PROBLEM TO SOLVE> Below is a listing. Copy each line of it that holds the word "String".

PROVIDED ENTRIES>
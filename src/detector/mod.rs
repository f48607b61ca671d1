pub mod types;
pub mod age;
pub mod location;
pub mod patterns;
pub mod signals;
pub mod classifier;
pub mod settings;
pub mod attributes;
pub mod observer;
pub mod orchestrator;

pub use types::*;
pub use age::parse_profile_age;
pub use location::locations_match;
pub use patterns::{has_suspicious_patterns, PatternCatalog};
pub use signals::aggregate_signals;
pub use classifier::classify;
pub use settings::{DetectorSettings, Sensitivity, SignalThresholds};
pub use attributes::RawProfileText;
pub use observer::{DetectionObserver, TracingObserver};
pub use orchestrator::ProfileDetector;

use thiserror::Error;

#[derive(Error, Debug)]
pub enum DetectorError {
    #[error("Invalid custom pattern '{pattern}': {source}")]
    InvalidPattern {
        pattern: String,
        #[source]
        source: regex::Error,
    },

    #[error("Invalid settings: {0}")]
    InvalidSettings(String),

    #[error("Settings parsing error: {0}")]
    SettingsParse(#[from] serde_json::Error),

    #[error("I/O error: {0}")]
    Io(#[from] std::io::Error),
}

YOUR SOLUTION>
        pattern: String,
    InvalidSettings(String),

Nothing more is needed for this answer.